Karthik Pandian



Né en 1981, Karthik Pandian vit et travaille à Los Angeles. Son travail a bénéficié dès 2010 d’une exposition personnelle au Whitney Museum of American Art (New York) et a été montré dans le cadre de plusieurs expositions collectives (dont, sous nos latitudes resserrées, La Triennale et Nouvelles Vagues au Palais de Tokyo, Film as Sculpture au Wiels, Bruxelles). Le centre d’art contemporain Bétonsalon présente actuellement sa première exposition personnelle en France, une exposition plus généreuse qu'il n’y paraît en premier lieu. Confessions intimes à décortiquer pas à pas avec, pour fil conducteur, un texte de l’artiste au sens volontiers énigmatique.
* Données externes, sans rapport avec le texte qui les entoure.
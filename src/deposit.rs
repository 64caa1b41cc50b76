//! Seeding the chain owner's account on the child chain.

use alloy::primitives::U256;
use tracing::info;

use crate::{
    chain::ParentChain,
    config::{Amount, SetupConfig},
    error::{Result, SetupError},
};

/// Only 18-decimal fee tokens map one-to-one onto child chain balances.
pub const SUPPORTED_TOKEN_DECIMALS: u8 = 18;

/// Sends `amount` through the inbox, as native ETH or as the chain's ERC-20
/// fee token depending on `setup.native_token`. Returns the amount the child
/// chain balance is expected to grow by.
pub async fn deposit<P: ParentChain>(
    parent: &P,
    setup: &SetupConfig,
    amount: &Amount,
) -> Result<U256> {
    if setup.uses_native_eth() {
        info!(inbox = %setup.inbox, amount = %amount.display, "depositing ETH to the child chain");
        parent
            .deposit_eth(setup.inbox, amount.wei)
            .await?
            .ensure_success("deposit ETH to the child chain")?;
        return Ok(amount.wei);
    }

    let token = setup.native_token;
    let decimals = parent.token_decimals(token).await?;
    if decimals != SUPPORTED_TOKEN_DECIMALS {
        return Err(SetupError::config(format!(
            "native token {token} has {decimals} decimals, only {SUPPORTED_TOKEN_DECIMALS} are supported"
        )));
    }
    let units = amount.in_units(decimals)?;

    let allowance = parent.token_allowance(token, setup.inbox).await?;
    if allowance < units {
        info!(%token, spender = %setup.inbox, "approving the inbox to pull the native token");
        parent
            .approve_token(token, setup.inbox, units)
            .await?
            .ensure_success("approve the inbox for the native token")?;
    }

    info!(
        inbox = %setup.inbox,
        %token,
        amount = %amount.display,
        "depositing native token to the child chain"
    );
    parent
        .deposit_erc20(setup.inbox, units)
        .await?
        .ensure_success("deposit native token to the child chain")?;
    Ok(units)
}
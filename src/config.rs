//! Setup configuration and per-run settings.
//!
//! Nothing in here reads the environment: the binary resolves flags and
//! environment variables into a [`Settings`] and hands it down.

use std::{fs, path::Path, path::PathBuf};

use alloy::primitives::{
    utils::{parse_ether, parse_units},
    Address, U256,
};
use serde::Deserialize;

use crate::{
    error::{Result, SetupError},
    poller::PollSettings,
    state::FundingRole,
};

/// The chain description written by the deployment tooling
/// (`orbitSetupScriptConfig.json`). Fields this crate has no use for are
/// ignored.
#[derive(Debug, Clone, PartialEq, Eq, Deserialize)]
#[serde(rename_all = "camelCase")]
pub struct SetupConfig {
    pub chain_id: u64,
    pub parent_chain_id: u64,
    pub chain_owner: Address,
    pub batch_poster: Address,
    pub staker: Address,
    pub inbox: Address,
    /// Zero when the child chain uses the parent's native asset.
    #[serde(default)]
    pub native_token: Address,
    #[serde(rename = "minL2BaseFee", deserialize_with = "number_or_string")]
    pub min_base_fee: U256,
    pub network_fee_receiver: Address,
    pub infrastructure_fee_collector: Address,
}

impl SetupConfig {
    pub fn from_file(path: &Path) -> Result<Self> {
        let raw = fs::read_to_string(path).map_err(|err| {
            SetupError::config(format!("cannot read {}: {err}", path.display()))
        })?;
        Self::from_json(&raw)
    }

    pub fn from_json(raw: &str) -> Result<Self> {
        let config: Self = serde_json::from_str(raw)
            .map_err(|err| SetupError::config(format!("invalid setup configuration: {err}")))?;
        config.validate()?;
        Ok(config)
    }

    pub fn validate(&self) -> Result<()> {
        if self.chain_id == 0 {
            return Err(SetupError::config("chainId must be set"));
        }
        if self.parent_chain_id == 0 {
            return Err(SetupError::config("parentChainId must be set"));
        }
        if self.chain_id == self.parent_chain_id {
            return Err(SetupError::config("chainId and parentChainId must differ"));
        }
        for (name, address) in [
            ("chainOwner", self.chain_owner),
            ("batchPoster", self.batch_poster),
            ("staker", self.staker),
            ("inbox", self.inbox),
        ] {
            if address.is_zero() {
                return Err(SetupError::config(format!("{name} must not be the zero address")));
            }
        }
        Ok(())
    }

    pub fn funding_address(&self, role: FundingRole) -> Address {
        match role {
            FundingRole::BatchPoster => self.batch_poster,
            FundingRole::Staker => self.staker,
        }
    }

    pub fn uses_native_eth(&self) -> bool {
        self.native_token.is_zero()
    }
}

/// The deployment tooling writes fees as JSON numbers; large values may come
/// through as decimal or hex strings.
fn number_or_string<'de, D>(deserializer: D) -> std::result::Result<U256, D::Error>
where
    D: serde::Deserializer<'de>,
{
    #[derive(Deserialize)]
    #[serde(untagged)]
    enum Raw {
        Number(u64),
        Text(String),
    }

    match Raw::deserialize(deserializer)? {
        Raw::Number(value) => Ok(U256::from(value)),
        Raw::Text(text) => text.trim().parse().map_err(serde::de::Error::custom),
    }
}

/// Amount written as a decimal string ("0.4") and kept alongside its value
/// in 18-decimal base units.
#[derive(Debug, Clone, PartialEq, Eq)]
pub struct Amount {
    pub display: String,
    pub wei: U256,
}

impl Amount {
    pub fn parse(display: &str) -> Result<Self> {
        let wei = parse_ether(display)
            .map_err(|err| SetupError::config(format!("invalid amount {display:?}: {err}")))?;
        if wei.is_zero() {
            return Err(SetupError::config(format!("amount {display:?} must be positive")));
        }
        Ok(Self {
            display: display.to_owned(),
            wei,
        })
    }

    /// Value in base units of a token with `decimals` decimals.
    pub fn in_units(&self, decimals: u8) -> Result<U256> {
        parse_units(&self.display, decimals)
            .map(Into::into)
            .map_err(|err| SetupError::config(format!("invalid amount {:?}: {err}", self.display)))
    }
}

/// Everything a run needs besides the chain clients.
#[derive(Debug, Clone)]
pub struct Settings {
    pub setup: SetupConfig,
    pub checkpoint_path: PathBuf,
    /// Sent to every funding role on the parent chain.
    pub funding_amount: Amount,
    /// Seeded into the chain owner's account on the child chain.
    pub deposit_amount: Amount,
    pub poll: PollSettings,
}

impl Settings {
    pub fn new(setup: SetupConfig, checkpoint_path: impl Into<PathBuf>) -> Result<Self> {
        Ok(Self {
            setup,
            checkpoint_path: checkpoint_path.into(),
            funding_amount: Amount::parse("0.3")?,
            deposit_amount: Amount::parse("0.4")?,
            poll: PollSettings::default(),
        })
    }
}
Au centre de l’espace scandé par deux larges cimaises, une table « faite d’un seul merisier américain » dissimule entre ses pieds un cerveau sculpté en bois de noyer. Point de rencontre de savoir-faire artisanaux (l’artiste a travaillé avec un ébéniste) et technologiques (le cerveau reproduit celui de l’artiste, à partir d’une image réalisée à des fins médicales), l’oeuvre confronte symboliquement deux récits puisés dans l’enfance de deux hommes illustres du XVIIIe siècle : George Washington et Jean-Jacques Rousseau. Après avoir abattu un des cerisiers de son père, le petit George ne peut faire autrement que d’avouer son méfait. « I cannot tell a lie » : l’anecdote apocryphe, connue de tous les américains, a construit le mythe d’un premier président des États-Unis viscéralement honnête. Contrepoint à cet épisode hagiographique, le recours au bois de noyer est, pour Karthik Pandian, l’écho d’un souvenir narré par Jean-Jacques Rousseau dans ses Confessions ; entreprise littéraire entièrement basée, on s’en souvient, sur la promesse d’une honnêteté sans limites et d’une vérité sans fards. Dans le Livre premier de ses jeunes années, Rousseau se souvient en effet d’un ingénieux système d’irrigation échafaudé au profit d’une bouture de saule plantée en secret... mais au détriment du noyer de son tuteur. Une fois encore, la friponnerie enfantine est aussitôt découverte par l’adulte qui s’époumone en pulvérisant à coups de pioche le fragile aménagement : « Un aqueduc ! Un aqueduc ! ».

Est-ce l’invitation à exposer en France, ce vieux pays des Lumières, qui a donné l’idée à Karthik Pandian de rapprocher ces histoires où s’entremêlent nature et culture ? Évoquer l’honnêteté mythique de George Washington a évidemment valeur de dénonciation politique. De ce président au portrait devenu icône, fondateur omniprésent de la société américaine, l’artiste rappelle l’engagement pour le maintien de l’esclavage, et met en regard ce passé national avec son vécu dans la société américaine contemporaine. Ses propres « Confessions », couchées au marqueur blanc sur des panneaux vitrés et placardés, ont trait aux situations discriminatoires que sa peau « marron noisette » lui a values.

On s’assied à table pour mettre à plat ses idées comme on s’attable pour dîner, si un rapport imaginaire peut être tiré avec le film 16 mm muet intitulé Life after life réalisé par Karthik Pandian avec sa partenaire Paige K. Johnston : une main féminine présente un enchaînement de fruits et légumes qu’elle palpe, caresse, ouvre avec une gestuelle explicitement érotique. Parade d’humour pour vie sexuelle d’un autre type, offrandes juteuses au soleil qui baigne la scène de ses rayons.

On ne s’aperçoit pas immédiatement de l’attention portée à la lumière dans l’exposition, or elle la rythme certainement. Les baies vitrées, habituellement occultées, ont été dégagées. Tous les soirs, en un mystérieux rituel performatif, l’équipe retourne « sur le dos » A cherry table with a walnut brain et ferme les lieux en laissant les lumières allumées, « laissant émaner l’horreur ». À l’entrée, une petite forme a été creusée dans le sol en ciment brossé du centre d’art. Une petite forme de chapeau à larges bords similaire à celle révélée par l’imagerie médicale à la surface du cerveau de l’artiste. On imagine le geste primaire, l’acte exutoire, l’attention précise portée enfin à la netteté de la découpe. Irruption violente, imprévue, de la peur profondément intime et pourtant universellement comprise du couperet d’un diagnostique à venir.